##### Dataset

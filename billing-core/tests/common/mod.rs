//! Shared test fixtures: scratch SQLite database and seed helpers

use billing_core::{
    CostCentreCreate, CostCentreRepository, DbService, EmployeeCreate, EmployeeRepository,
    EmployeeStatus, UserRepository, UserRole,
};

/// Open a fresh migrated database in a tempdir. Keep the `TempDir` alive for
/// the duration of the test.
pub async fn setup() -> (DbService, tempfile::TempDir) {
    let tmp = tempfile::tempdir().unwrap();
    let path = tmp.path().join("billing.db");
    let db = DbService::new(path.to_str().unwrap()).await.unwrap();
    (db, tmp)
}

pub fn employees(db: &DbService) -> EmployeeRepository {
    EmployeeRepository::new(db.pool.clone())
}

pub fn cost_centres(db: &DbService) -> CostCentreRepository {
    CostCentreRepository::new(db.pool.clone())
}

pub fn users(db: &DbService) -> UserRepository {
    UserRepository::new(db.pool.clone())
}

/// Minimal employee payload builder
pub fn employee(name: &str) -> EmployeeCreate {
    EmployeeCreate {
        name: name.to_string(),
        ..Default::default()
    }
}

/// Fully-populated employee payload builder
pub fn billed_employee(
    name: &str,
    team: &str,
    cost_centre: Option<&str>,
    rate: &str,
    monthly_billing: &str,
    status: EmployeeStatus,
) -> EmployeeCreate {
    EmployeeCreate {
        name: name.to_string(),
        role: Some("Developer".to_string()),
        team: Some(team.to_string()),
        cost_centre: cost_centre.map(str::to_string),
        rate: Some(rate.to_string()),
        monthly_billing: Some(monthly_billing.to_string()),
        status: Some(status),
        ..Default::default()
    }
}

/// Define a cost centre code
pub async fn define_cost_centre(db: &DbService, code: &str) {
    cost_centres(db)
        .create(CostCentreCreate {
            code: code.to_string(),
            description: None,
        })
        .await
        .unwrap();
}

/// Create a finance user assigned to the given codes (codes must exist)
pub async fn finance_user(db: &DbService, username: &str, codes: &[&str]) -> i64 {
    let repo = users(db);
    let user = repo.create(username, UserRole::Finance).await.unwrap();
    for code in codes {
        repo.assign_cost_centre(user.id, code).await.unwrap();
    }
    user.id
}

/// Create an admin user
pub async fn admin_user(db: &DbService, username: &str) -> i64 {
    users(db).create(username, UserRole::Admin).await.unwrap().id
}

##########

> [Exercise instructions]: Would you set down, word for word, the lines from the opening of the entries above through the line with "pub fn users(db: &DbService)", both included, and no others?

> [Reply]:
filename billing-core/tests/common/mod.rs
//! Shared test fixtures: scratch SQLite database and seed helpers

use billing_core::{
    CostCentreCreate, CostCentreRepository, DbService, EmployeeCreate, EmployeeRepository,
    EmployeeStatus, UserRepository, UserRole,
};

/// Open a fresh migrated database in a tempdir. Keep the `TempDir` alive for
/// the duration of the test.
pub async fn setup() -> (DbService, tempfile::TempDir) {
    let tmp = tempfile::tempdir().unwrap();
    let path = tmp.path().join("billing.db");
    let db = DbService::new(path.to_str().unwrap()).await.unwrap();
    (db, tmp)
}

pub fn employees(db: &DbService) -> EmployeeRepository {
    EmployeeRepository::new(db.pool.clone())
}

pub fn cost_centres(db: &DbService) -> CostCentreRepository {
    CostCentreRepository::new(db.pool.clone())
}

pub fn users(db: &DbService) -> UserRepository {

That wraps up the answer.